WORK ITEM –
Would you return the entries exactly, with every line intact?

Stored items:
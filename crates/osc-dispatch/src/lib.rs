//! OSC Dispatch
//!
//! Routes decoded OSC packets to handlers registered against address patterns,
//! deferring bundles until their time tag is due.
//!
//! ```no_run
//! use osc_dispatch::Dispatcher;
//!
//! # #[tokio::main]
//! # async fn main() -> Result<(), Box<dyn std::error::Error>> {
//! let dispatcher = Dispatcher::new();
//! dispatcher.register("/synth/*/freq", |msg| {
//!     println!("{}", msg);
//!     Ok(())
//! })?;
//!
//! let bytes = b"/synth/1/freq\0\0\0,f\0\0\x43\xdc\0\0";
//! dispatcher.dispatch_bytes(bytes)?;
//! # Ok(())
//! # }
//! ```

pub mod clock;
pub mod dispatcher;
pub mod error;
pub mod scheduler;

pub use clock::{Clock, ManualClock, SystemClock};
pub use dispatcher::{Dispatch, DispatchSummary, Dispatcher, DispatcherConfig, Handler};
pub use error::{DispatchError, Result};
pub use scheduler::{Job, Schedule, TimerQueue};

OUTPUT FOR THIS EXERCISE –
filename crates/osc-dispatch/src/lib.rs
//! OSC Dispatch
//!
//! Routes decoded OSC packets to handlers registered against address patterns,
//! deferring bundles until their time tag is due.
//!
//! ```no_run
//! use osc_dispatch::Dispatcher;
//!
//! # #[tokio::main]
//! # async fn main() -> Result<(), Box<dyn std::error::Error>> {
//! let dispatcher = Dispatcher::new();
//! dispatcher.register("/synth/*/freq", |msg| {
//!     println!("{}", msg);
//!     Ok(())
//! })?;
//!
//! let bytes = b"/synth/1/freq\0\0\0,f\0\0\x43\xdc\0\0";
//! dispatcher.dispatch_bytes(bytes)?;
//! # Ok(())
//! # }
//! ```

pub mod clock;
pub mod dispatcher;
pub mod error;
pub mod scheduler;

pub use clock::{Clock, ManualClock, SystemClock};
pub use dispatcher::{Dispatch, DispatchSummary, Dispatcher, DispatcherConfig, Handler};
pub use error::{DispatchError, Result};
pub use scheduler::{Job, Schedule, TimerQueue};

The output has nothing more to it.